• _Exercise_
Quote exactly, and only, the lines of the material below from the line with "use crate::plan::RunPlan;" through the line with "let extractions = self.extract_phase(&document)?;".

• _Given data_
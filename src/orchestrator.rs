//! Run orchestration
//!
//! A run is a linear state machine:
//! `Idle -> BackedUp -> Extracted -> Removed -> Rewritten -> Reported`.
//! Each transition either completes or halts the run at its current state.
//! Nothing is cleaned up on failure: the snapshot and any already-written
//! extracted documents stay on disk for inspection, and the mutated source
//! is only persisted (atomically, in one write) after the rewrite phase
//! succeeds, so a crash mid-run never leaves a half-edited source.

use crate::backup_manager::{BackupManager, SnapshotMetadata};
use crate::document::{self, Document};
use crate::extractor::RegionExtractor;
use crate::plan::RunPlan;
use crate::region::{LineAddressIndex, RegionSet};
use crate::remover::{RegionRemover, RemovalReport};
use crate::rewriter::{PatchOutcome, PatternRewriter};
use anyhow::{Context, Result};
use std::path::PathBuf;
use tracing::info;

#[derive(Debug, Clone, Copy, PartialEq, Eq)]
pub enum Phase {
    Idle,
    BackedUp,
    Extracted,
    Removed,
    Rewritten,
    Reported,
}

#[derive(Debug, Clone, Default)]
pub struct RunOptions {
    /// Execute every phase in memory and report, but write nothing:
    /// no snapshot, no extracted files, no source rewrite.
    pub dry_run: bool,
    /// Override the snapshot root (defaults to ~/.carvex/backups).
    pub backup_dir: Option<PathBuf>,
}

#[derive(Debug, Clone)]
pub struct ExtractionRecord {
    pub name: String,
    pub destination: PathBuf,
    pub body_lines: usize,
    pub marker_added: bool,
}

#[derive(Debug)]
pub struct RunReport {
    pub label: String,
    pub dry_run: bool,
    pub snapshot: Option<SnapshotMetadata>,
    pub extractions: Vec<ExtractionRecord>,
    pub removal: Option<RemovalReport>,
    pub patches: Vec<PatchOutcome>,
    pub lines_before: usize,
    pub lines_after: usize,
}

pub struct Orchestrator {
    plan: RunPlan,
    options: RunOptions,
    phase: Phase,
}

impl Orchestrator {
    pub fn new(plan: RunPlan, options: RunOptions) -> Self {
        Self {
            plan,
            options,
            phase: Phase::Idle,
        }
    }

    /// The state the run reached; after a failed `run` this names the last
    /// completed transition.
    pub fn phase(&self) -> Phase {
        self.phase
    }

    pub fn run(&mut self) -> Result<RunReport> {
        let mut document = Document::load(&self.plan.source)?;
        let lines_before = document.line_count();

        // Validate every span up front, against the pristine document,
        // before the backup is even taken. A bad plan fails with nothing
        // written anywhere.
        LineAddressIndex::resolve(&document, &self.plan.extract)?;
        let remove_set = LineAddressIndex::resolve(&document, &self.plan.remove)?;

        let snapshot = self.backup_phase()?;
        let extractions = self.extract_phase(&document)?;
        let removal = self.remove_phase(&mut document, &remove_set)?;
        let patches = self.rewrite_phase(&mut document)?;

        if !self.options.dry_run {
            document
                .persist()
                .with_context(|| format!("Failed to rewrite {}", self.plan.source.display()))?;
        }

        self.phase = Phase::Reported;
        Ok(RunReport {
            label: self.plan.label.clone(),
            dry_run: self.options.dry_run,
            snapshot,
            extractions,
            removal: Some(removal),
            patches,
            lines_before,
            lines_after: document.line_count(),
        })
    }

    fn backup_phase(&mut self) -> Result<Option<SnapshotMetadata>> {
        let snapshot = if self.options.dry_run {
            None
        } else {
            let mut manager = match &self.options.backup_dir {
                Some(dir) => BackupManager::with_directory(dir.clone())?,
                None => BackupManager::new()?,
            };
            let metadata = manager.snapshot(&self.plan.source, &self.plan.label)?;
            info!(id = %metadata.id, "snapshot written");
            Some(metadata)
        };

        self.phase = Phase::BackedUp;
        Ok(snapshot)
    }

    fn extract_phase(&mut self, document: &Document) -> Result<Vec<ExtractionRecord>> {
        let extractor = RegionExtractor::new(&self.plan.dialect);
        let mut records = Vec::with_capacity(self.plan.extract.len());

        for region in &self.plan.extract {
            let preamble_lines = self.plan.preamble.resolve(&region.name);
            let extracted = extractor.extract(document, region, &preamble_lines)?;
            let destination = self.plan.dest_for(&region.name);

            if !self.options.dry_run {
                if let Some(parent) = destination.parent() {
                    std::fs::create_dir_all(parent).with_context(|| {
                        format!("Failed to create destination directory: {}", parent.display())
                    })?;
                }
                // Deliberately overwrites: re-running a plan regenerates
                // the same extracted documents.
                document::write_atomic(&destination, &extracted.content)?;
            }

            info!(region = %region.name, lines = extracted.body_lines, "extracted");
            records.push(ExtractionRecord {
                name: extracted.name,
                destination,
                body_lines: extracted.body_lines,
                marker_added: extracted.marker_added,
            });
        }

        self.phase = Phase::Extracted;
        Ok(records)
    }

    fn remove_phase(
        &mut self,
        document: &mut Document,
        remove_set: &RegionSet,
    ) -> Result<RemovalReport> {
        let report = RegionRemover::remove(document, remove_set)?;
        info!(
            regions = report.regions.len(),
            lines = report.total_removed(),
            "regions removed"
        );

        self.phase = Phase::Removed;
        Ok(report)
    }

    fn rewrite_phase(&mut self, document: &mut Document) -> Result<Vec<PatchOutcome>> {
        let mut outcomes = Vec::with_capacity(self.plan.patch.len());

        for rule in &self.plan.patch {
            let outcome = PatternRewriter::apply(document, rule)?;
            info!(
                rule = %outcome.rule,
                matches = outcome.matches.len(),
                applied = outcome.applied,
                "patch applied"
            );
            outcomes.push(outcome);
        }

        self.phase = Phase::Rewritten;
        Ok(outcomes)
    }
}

==

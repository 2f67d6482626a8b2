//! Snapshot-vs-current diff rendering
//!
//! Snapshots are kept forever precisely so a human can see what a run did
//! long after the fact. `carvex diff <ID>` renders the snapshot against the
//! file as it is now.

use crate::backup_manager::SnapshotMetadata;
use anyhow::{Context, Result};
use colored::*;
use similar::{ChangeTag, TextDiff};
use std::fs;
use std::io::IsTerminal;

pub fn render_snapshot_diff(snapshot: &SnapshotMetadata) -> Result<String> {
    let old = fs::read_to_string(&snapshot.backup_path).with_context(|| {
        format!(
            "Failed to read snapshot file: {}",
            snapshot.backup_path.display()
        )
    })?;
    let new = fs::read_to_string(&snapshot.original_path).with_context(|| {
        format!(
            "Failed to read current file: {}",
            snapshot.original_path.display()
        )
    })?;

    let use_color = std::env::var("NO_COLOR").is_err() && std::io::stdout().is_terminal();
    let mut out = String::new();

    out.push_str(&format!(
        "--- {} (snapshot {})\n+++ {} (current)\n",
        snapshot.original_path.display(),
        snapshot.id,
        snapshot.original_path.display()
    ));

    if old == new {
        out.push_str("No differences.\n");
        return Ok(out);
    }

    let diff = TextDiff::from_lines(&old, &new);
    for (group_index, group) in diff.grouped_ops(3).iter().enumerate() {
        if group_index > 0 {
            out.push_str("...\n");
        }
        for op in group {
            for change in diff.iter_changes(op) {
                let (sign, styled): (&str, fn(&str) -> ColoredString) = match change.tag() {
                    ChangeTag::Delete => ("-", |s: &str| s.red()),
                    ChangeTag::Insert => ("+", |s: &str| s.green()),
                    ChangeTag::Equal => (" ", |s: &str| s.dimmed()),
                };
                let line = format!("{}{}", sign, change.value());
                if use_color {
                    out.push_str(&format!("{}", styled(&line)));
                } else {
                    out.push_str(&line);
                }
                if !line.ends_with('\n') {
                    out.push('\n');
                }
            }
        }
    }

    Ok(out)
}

• _Task solution_
use crate::plan::RunPlan;
use crate::region::{LineAddressIndex, RegionSet};
use crate::remover::{RegionRemover, RemovalReport};
use crate::rewriter::{PatchOutcome, PatternRewriter};
use anyhow::{Context, Result};
use std::path::PathBuf;
use tracing::info;

#[derive(Debug, Clone, Copy, PartialEq, Eq)]
pub enum Phase {
    Idle,
    BackedUp,
    Extracted,
    Removed,
    Rewritten,
    Reported,
}

#[derive(Debug, Clone, Default)]
pub struct RunOptions {
    /// Execute every phase in memory and report, but write nothing:
    /// no snapshot, no extracted files, no source rewrite.
    pub dry_run: bool,
    /// Override the snapshot root (defaults to ~/.carvex/backups).
    pub backup_dir: Option<PathBuf>,
}

#[derive(Debug, Clone)]
pub struct ExtractionRecord {
    pub name: String,
    pub destination: PathBuf,
    pub body_lines: usize,
    pub marker_added: bool,
}

#[derive(Debug)]
pub struct RunReport {
    pub label: String,
    pub dry_run: bool,
    pub snapshot: Option<SnapshotMetadata>,
    pub extractions: Vec<ExtractionRecord>,
    pub removal: Option<RemovalReport>,
    pub patches: Vec<PatchOutcome>,
    pub lines_before: usize,
    pub lines_after: usize,
}

pub struct Orchestrator {
    plan: RunPlan,
    options: RunOptions,
    phase: Phase,
}

impl Orchestrator {
    pub fn new(plan: RunPlan, options: RunOptions) -> Self {
        Self {
            plan,
            options,
            phase: Phase::Idle,
        }
    }

    /// The state the run reached; after a failed `run` this names the last
    /// completed transition.
    pub fn phase(&self) -> Phase {
        self.phase
    }

    pub fn run(&mut self) -> Result<RunReport> {
        let mut document = Document::load(&self.plan.source)?;
        let lines_before = document.line_count();

        // Validate every span up front, against the pristine document,
        // before the backup is even taken. A bad plan fails with nothing
        // written anywhere.
        LineAddressIndex::resolve(&document, &self.plan.extract)?;
        let remove_set = LineAddressIndex::resolve(&document, &self.plan.remove)?;

        let snapshot = self.backup_phase()?;
        let extractions = self.extract_phase(&document)?;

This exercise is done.